Stored items:
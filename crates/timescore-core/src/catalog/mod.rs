//! Behavior catalog: named templates a user records against.
//!
//! Definitions are created once through [`NewBehavior`] and are never
//! mutated or deleted. Persistence lives in [`crate::storage::Store`].

mod level;

pub use level::{Level, RecoveryTier};

use chrono::NaiveDateTime;
use serde::{Deserialize, Serialize};

use crate::error::ValidationError;
use crate::storage::config::LevelTable;

pub const DEFAULT_CATEGORY: &str = "uncategorized";

/// A registered behavior template.
#[derive(Debug, Clone, PartialEq, Serialize, Deserialize)]
pub struct BehaviorDefinition {
    pub name: String,
    pub level: Level,
    pub category: String,
    pub base_score_per_minute: f64,
    pub energy_cost_per_minute: f64,
    pub created_at: NaiveDateTime,
}

/// Input for adding a behavior. Rates left as `None` are taken from the
/// level table.
#[derive(Debug, Clone, Default, Serialize, Deserialize)]
pub struct NewBehavior {
    pub name: String,
    pub level: String,
    #[serde(default)]
    pub category: Option<String>,
    #[serde(default)]
    pub base_score_per_minute: Option<f64>,
    #[serde(default)]
    pub energy_cost_per_minute: Option<f64>,
}

impl NewBehavior {
    pub fn new(name: impl Into<String>, level: impl Into<String>) -> Self {
        Self {
            name: name.into(),
            level: level.into(),
            ..Self::default()
        }
    }

    pub fn with_category(mut self, category: impl Into<String>) -> Self {
        self.category = Some(category.into());
        self
    }

    pub fn with_rates(mut self, base_score_per_minute: f64, energy_cost_per_minute: f64) -> Self {
        self.base_score_per_minute = Some(base_score_per_minute);
        self.energy_cost_per_minute = Some(energy_cost_per_minute);
        self
    }

    /// Validate and fill defaults, producing the definition to persist.
    pub fn into_definition(
        self,
        levels: &LevelTable,
        created_at: NaiveDateTime,
    ) -> Result<BehaviorDefinition, ValidationError> {
        let name = self.name.trim().to_string();
        if name.is_empty() {
            return Err(ValidationError::EmptyName);
        }
        let level: Level = self.level.parse()?;
        let rates = levels.rates_for(level);

        let base_score_per_minute = self.base_score_per_minute.unwrap_or(rates.base_score_per_minute);
        let energy_cost_per_minute = self
            .energy_cost_per_minute
            .unwrap_or(rates.energy_cost_per_minute);
        for (field, value) in [
            ("base_score_per_minute", base_score_per_minute),
            ("energy_cost_per_minute", energy_cost_per_minute),
        ] {
            if !value.is_finite() {
                return Err(ValidationError::InvalidValue {
                    field: field.into(),
                    message: format!("{value} is not a finite number"),
                });
            }
        }

        let category = self
            .category
            .map(|c| c.trim().to_string())
            .filter(|c| !c.is_empty())
            .unwrap_or_else(|| DEFAULT_CATEGORY.to_string());

        Ok(BehaviorDefinition {
            name,
            level,
            category,
            base_score_per_minute,
            energy_cost_per_minute,
            created_at,
        })
    }
}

> Problem statement
Please return every line of the records above that contains the word "struct".

> Answer to this problem
pub struct BehaviorDefinition {
pub struct NewBehavior {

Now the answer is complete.